### [DIRECTIONS]
Return every record exactly as it appears. Leave nothing out.

### [EXTRACTED ENTRIES]
=== Section Start ===

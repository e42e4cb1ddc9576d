//! CodeAtlas Redis Layer
//!
//! Async Redis access for the synchronization engine: per-file hash cache
//! entries keyed by (project, path), and fire-and-forget publication of
//! watcher status and file-change events.

pub mod client;
pub mod events;
pub mod file_cache;

pub use client::{CacheError, CacheResult, RedisPool, init_pool};
pub use events::{
    FILE_CHANGE_CHANNEL, WATCHER_STATUS_CHANNEL, WatcherEvent, publish_event,
};
pub use file_cache::FileCacheEntry;
//! CodeAtlas daemon entry point.

mod registry;

use std::path::PathBuf;

use anyhow::{Context, Result, bail};
use clap::Parser;
use tracing::info;
use tracing_subscriber::layer::SubscriberExt;
use tracing_subscriber::util::SubscriberInitExt;

use atlas_core::AtlasConfig;

use crate::registry::ServiceRegistry;

#[derive(Parser)]
#[command(name = "atlasd")]
#[command(about = "Mirrors watched codebases into a Neo4j code graph")]
#[command(version)]
struct Cli {
    /// Path to a TOML config file (falls back to defaults + env overrides)
    #[arg(long)]
    config: Option<PathBuf>,

    /// Project root to watch (repeatable)
    #[arg(long = "watch", required = true)]
    watch: Vec<PathBuf>,

    /// Project name; defaults to the watched directory's basename
    #[arg(long)]
    project: Option<String>,
}

fn init_tracing() {
    let filter = tracing_subscriber::EnvFilter::try_from_default_env()
        .unwrap_or_else(|_| tracing_subscriber::EnvFilter::new("info"));

    tracing_subscriber::registry()
        .with(filter)
        .with(tracing_subscriber::fmt::layer().with_target(true))
        .init();
}

fn project_name(cli: &Cli, root: &PathBuf) -> Result<String> {
    if let Some(name) = &cli.project {
        return Ok(name.clone());
    }
    match root.file_name() {
        Some(name) => Ok(name.to_string_lossy().into_owned()),
        None => bail!("Cannot derive a project name from {}", root.display()),
    }
}

#[tokio::main]
async fn main() -> Result<()> {
    init_tracing();

    let cli = Cli::parse();
    if cli.watch.len() > 1 && cli.project.is_some() {
        bail!("--project only applies when watching a single root");
    }

    let config = AtlasConfig::load(cli.config.as_deref()).context("Failed to load config")?;

    let primary = project_name(&cli, &cli.watch[0])?;
    let services = ServiceRegistry::init(&config, &primary).await?;

    for root in &cli.watch {
        let root = root
            .canonicalize()
            .with_context(|| format!("Cannot watch {}", root.display()))?;
        let project = project_name(&cli, &root)?;
        let id = services.watchers.start_watcher(&root, &project).await?;
        info!(watcher = %id, project = %project, root = %root.display(), "Watcher running");
    }

    info!("CodeAtlas daemon ready, press Ctrl+C to stop");
    tokio::signal::ctrl_c()
        .await
        .context("Failed to listen for shutdown signal")?;

    info!("Shutting down");
    services.shutdown().await;
    Ok(())
}
//! Directory and File node operations.
//!
//! Directory paths are project-relative with `.` denoting the root; parent
//! edges form a rooted tree. Files are soft-deleted on unlink: the node keeps
//! its history and only gains a `deleted_in_version` tag.

use anyhow::Result;
use neo4rs::Query;

use super::node_key;
use crate::GraphClient;

/// Properties of a File node as written to the store.
#[derive(Debug, Clone)]
pub struct FileNode {
    pub path: String,
    pub name: String,
    pub extension: String,
    pub dir_path: String,
}

impl FileNode {
    /// Build node properties from a project-relative file path.
    pub fn from_rel_path(rel_path: &str) -> Self {
        let path = rel_path.replace('\\', "/");
        let name = path.rsplit('/').next().unwrap_or(&path).to_string();
        let extension = name.rsplit('.').next().filter(|e| *e != name).unwrap_or("").to_string();
        let dir_path = match path.rfind('/') {
            Some(idx) => path[..idx].to_string(),
            None => ".".to_string(),
        };
        Self {
            path,
            name,
            extension,
            dir_path,
        }
    }
}

/// Upsert a Directory node and attach it to its project.
pub async fn upsert_directory(client: &GraphClient, project: &str, path: &str) -> Result<()> {
    let name = path.rsplit('/').next().unwrap_or(path);
    let query = Query::new(
        "MATCH (p:Project {name: $project})
         MERGE (d:Directory {key: $key})
         SET d.project = $project,
             d.path = $path,
             d.name = $name,
             d.updated_at = $updated_at
         MERGE (p)-[:HAS_DIRECTORY]->(d)"
            .to_string(),
    )
    .param("project", project)
    .param("key", node_key(project, &[path]))
    .param("path", path)
    .param("name", name)
    .param("updated_at", chrono::Utc::now().to_rfc3339());

    client.execute(query).await
}

/// Create the parent → child edge between two existing Directory nodes.
pub async fn link_directory_parent(
    client: &GraphClient,
    project: &str,
    parent_path: &str,
    child_path: &str,
) -> Result<()> {
    let query = Query::new(
        "MATCH (parent:Directory {key: $parent_key})
         MATCH (child:Directory {key: $child_key})
         MERGE (parent)-[:HAS_CHILD]->(child)"
            .to_string(),
    )
    .param("parent_key", node_key(project, &[parent_path]))
    .param("child_key", node_key(project, &[child_path]));

    client.execute(query).await
}

/// Idempotently upsert every Directory on the path from the root to
/// `dir_path`, wiring parent edges as it goes. `.` is the root and is always
/// created first.
pub async fn ensure_directory_chain(
    client: &GraphClient,
    project: &str,
    dir_path: &str,
) -> Result<()> {
    upsert_directory(client, project, ".").await?;
    if dir_path == "." || dir_path.is_empty() {
        return Ok(());
    }

    let mut parent = ".".to_string();
    let mut current = String::new();
    for segment in dir_path.split('/') {
        if !current.is_empty() {
            current.push('/');
        }
        current.push_str(segment);

        upsert_directory(client, project, &current).await?;
        link_directory_parent(client, project, &parent, &current).await?;
        parent = current.clone();
    }
    Ok(())
}

/// Upsert a File node. Re-upserting a previously soft-deleted path revives
/// it by clearing the deletion tag.
pub async fn upsert_file(client: &GraphClient, project: &str, file: &FileNode) -> Result<()> {
    let query = Query::new(
        "MERGE (f:File {key: $key})
         SET f.project = $project,
             f.path = $path,
             f.name = $name,
             f.extension = $extension,
             f.dir_path = $dir_path,
             f.deleted_in_version = null,
             f.deleted_at = null,
             f.updated_at = $updated_at"
            .to_string(),
    )
    .param("key", node_key(project, &[&file.path]))
    .param("project", project)
    .param("path", file.path.as_str())
    .param("name", file.name.as_str())
    .param("extension", file.extension.as_str())
    .param("dir_path", file.dir_path.as_str())
    .param("updated_at", chrono::Utc::now().to_rfc3339());

    client.execute(query).await?;

    // Attach to its directory; a missing Directory node makes this a no-op
    // and the next full scan heals the edge.
    let link = Query::new(
        "MATCH (d:Directory {key: $dir_key})
         MATCH (f:File {key: $file_key})
         MERGE (d)-[:HAS_FILE]->(f)"
            .to_string(),
    )
    .param("dir_key", node_key(project, &[&file.dir_path]))
    .param("file_key", node_key(project, &[&file.path]));

    client.execute(link).await
}

/// Soft-delete a File: tag it with the version it disappeared in. The node
/// and its history stay in the graph.
pub async fn soft_delete_file(
    client: &GraphClient,
    project: &str,
    path: &str,
    version: &str,
) -> Result<()> {
    let query = Query::new(
        "MATCH (f:File {key: $key})
         SET f.deleted_in_version = $version,
             f.deleted_at = $deleted_at"
            .to_string(),
    )
    .param("key", node_key(project, &[path]))
    .param("version", version)
    .param("deleted_at", chrono::Utc::now().to_rfc3339());

    client.execute(query).await
}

=== Section End ===

### [OUTPUT FOR THIS TASK]
repository e42e4cb1ddc9576d
//! CodeAtlas Redis Layer
//!
//! Async Redis access for the synchronization engine: per-file hash cache
//! entries keyed by (project, path), and fire-and-forget publication of
//! watcher status and file-change events.

pub mod client;
pub mod events;
pub mod file_cache;

pub use client::{CacheError, CacheResult, RedisPool, init_pool};
pub use events::{
    FILE_CHANGE_CHANNEL, WATCHER_STATUS_CHANNEL, WatcherEvent, publish_event,
};
pub use file_cache::FileCacheEntry;
//! CodeAtlas daemon entry point.

mod registry;

use std::path::PathBuf;

use anyhow::{Context, Result, bail};
use clap::Parser;
use tracing::info;
use tracing_subscriber::layer::SubscriberExt;
use tracing_subscriber::util::SubscriberInitExt;

use atlas_core::AtlasConfig;

use crate::registry::ServiceRegistry;

#[derive(Parser)]
#[command(name = "atlasd")]
#[command(about = "Mirrors watched codebases into a Neo4j code graph")]
#[command(version)]
struct Cli {
    /// Path to a TOML config file (falls back to defaults + env overrides)
    #[arg(long)]
    config: Option<PathBuf>,

    /// Project root to watch (repeatable)
    #[arg(long = "watch", required = true)]
    watch: Vec<PathBuf>,

    /// Project name; defaults to the watched directory's basename
    #[arg(long)]
    project: Option<String>,
}

fn init_tracing() {
    let filter = tracing_subscriber::EnvFilter::try_from_default_env()
        .unwrap_or_else(|_| tracing_subscriber::EnvFilter::new("info"));

    tracing_subscriber::registry()
        .with(filter)
        .with(tracing_subscriber::fmt::layer().with_target(true))
        .init();
}

fn project_name(cli: &Cli, root: &PathBuf) -> Result<String> {
    if let Some(name) = &cli.project {
        return Ok(name.clone());
    }
    match root.file_name() {
        Some(name) => Ok(name.to_string_lossy().into_owned()),
        None => bail!("Cannot derive a project name from {}", root.display()),
    }
}

#[tokio::main]
async fn main() -> Result<()> {
    init_tracing();

    let cli = Cli::parse();
    if cli.watch.len() > 1 && cli.project.is_some() {
        bail!("--project only applies when watching a single root");
    }

    let config = AtlasConfig::load(cli.config.as_deref()).context("Failed to load config")?;

    let primary = project_name(&cli, &cli.watch[0])?;
    let services = ServiceRegistry::init(&config, &primary).await?;

    for root in &cli.watch {
        let root = root
            .canonicalize()
            .with_context(|| format!("Cannot watch {}", root.display()))?;
        let project = project_name(&cli, &root)?;
        let id = services.watchers.start_watcher(&root, &project).await?;
        info!(watcher = %id, project = %project, root = %root.display(), "Watcher running");
    }

    info!("CodeAtlas daemon ready, press Ctrl+C to stop");
    tokio::signal::ctrl_c()
        .await
        .context("Failed to listen for shutdown signal")?;

    info!("Shutting down");
    services.shutdown().await;
    Ok(())
}
//! Directory and File node operations.
//!
//! Directory paths are project-relative with `.` denoting the root; parent
//! edges form a rooted tree. Files are soft-deleted on unlink: the node keeps
//! its history and only gains a `deleted_in_version` tag.

use anyhow::Result;
use neo4rs::Query;

use super::node_key;
use crate::GraphClient;

/// Properties of a File node as written to the store.
#[derive(Debug, Clone)]
pub struct FileNode {
    pub path: String,
    pub name: String,
    pub extension: String,
    pub dir_path: String,
}

impl FileNode {
    /// Build node properties from a project-relative file path.
    pub fn from_rel_path(rel_path: &str) -> Self {
        let path = rel_path.replace('\\', "/");
        let name = path.rsplit('/').next().unwrap_or(&path).to_string();
        let extension = name.rsplit('.').next().filter(|e| *e != name).unwrap_or("").to_string();
        let dir_path = match path.rfind('/') {
            Some(idx) => path[..idx].to_string(),
            None => ".".to_string(),
        };
        Self {
            path,
            name,
            extension,
            dir_path,
        }
    }
}

/// Upsert a Directory node and attach it to its project.
pub async fn upsert_directory(client: &GraphClient, project: &str, path: &str) -> Result<()> {
    let name = path.rsplit('/').next().unwrap_or(path);
    let query = Query::new(
        "MATCH (p:Project {name: $project})
         MERGE (d:Directory {key: $key})
         SET d.project = $project,
             d.path = $path,
             d.name = $name,
             d.updated_at = $updated_at
         MERGE (p)-[:HAS_DIRECTORY]->(d)"
            .to_string(),
    )
    .param("project", project)
    .param("key", node_key(project, &[path]))
    .param("path", path)
    .param("name", name)
    .param("updated_at", chrono::Utc::now().to_rfc3339());

    client.execute(query).await
}

/// Create the parent → child edge between two existing Directory nodes.
pub async fn link_directory_parent(
    client: &GraphClient,
    project: &str,
    parent_path: &str,
    child_path: &str,
) -> Result<()> {
    let query = Query::new(
        "MATCH (parent:Directory {key: $parent_key})
         MATCH (child:Directory {key: $child_key})
         MERGE (parent)-[:HAS_CHILD]->(child)"
            .to_string(),
    )
    .param("parent_key", node_key(project, &[parent_path]))
    .param("child_key", node_key(project, &[child_path]));

    client.execute(query).await
}

/// Idempotently upsert every Directory on the path from the root to
/// `dir_path`, wiring parent edges as it goes. `.` is the root and is always
/// created first.
pub async fn ensure_directory_chain(
    client: &GraphClient,
    project: &str,
    dir_path: &str,
) -> Result<()> {
    upsert_directory(client, project, ".").await?;
    if dir_path == "." || dir_path.is_empty() {
        return Ok(());
    }

    let mut parent = ".".to_string();
    let mut current = String::new();
    for segment in dir_path.split('/') {
        if !current.is_empty() {
            current.push('/');
        }
        current.push_str(segment);

        upsert_directory(client, project, &current).await?;
        link_directory_parent(client, project, &parent, &current).await?;
        parent = current.clone();
    }
    Ok(())
}

/// Upsert a File node. Re-upserting a previously soft-deleted path revives
/// it by clearing the deletion tag.
pub async fn upsert_file(client: &GraphClient, project: &str, file: &FileNode) -> Result<()> {
    let query = Query::new(
        "MERGE (f:File {key: $key})
         SET f.project = $project,
             f.path = $path,
             f.name = $name,
             f.extension = $extension,
             f.dir_path = $dir_path,
             f.deleted_in_version = null,
             f.deleted_at = null,
             f.updated_at = $updated_at"
            .to_string(),
    )
    .param("key", node_key(project, &[&file.path]))
    .param("project", project)
    .param("path", file.path.as_str())
    .param("name", file.name.as_str())
    .param("extension", file.extension.as_str())
    .param("dir_path", file.dir_path.as_str())
    .param("updated_at", chrono::Utc::now().to_rfc3339());

    client.execute(query).await?;

    // Attach to its directory; a missing Directory node makes this a no-op
    // and the next full scan heals the edge.
    let link = Query::new(
        "MATCH (d:Directory {key: $dir_key})
         MATCH (f:File {key: $file_key})
         MERGE (d)-[:HAS_FILE]->(f)"
            .to_string(),
    )
    .param("dir_key", node_key(project, &[&file.dir_path]))
    .param("file_key", node_key(project, &[&file.path]));

    client.execute(link).await
}

/// Soft-delete a File: tag it with the version it disappeared in. The node
/// and its history stay in the graph.
pub async fn soft_delete_file(
    client: &GraphClient,
    project: &str,
    path: &str,
    version: &str,
) -> Result<()> {
    let query = Query::new(
        "MATCH (f:File {key: $key})
         SET f.deleted_in_version = $version,
             f.deleted_at = $deleted_at"
            .to_string(),
    )
    .param("key", node_key(project, &[path]))
    .param("version", version)
    .param("deleted_at", chrono::Utc::now().to_rfc3339());

    client.execute(query).await
}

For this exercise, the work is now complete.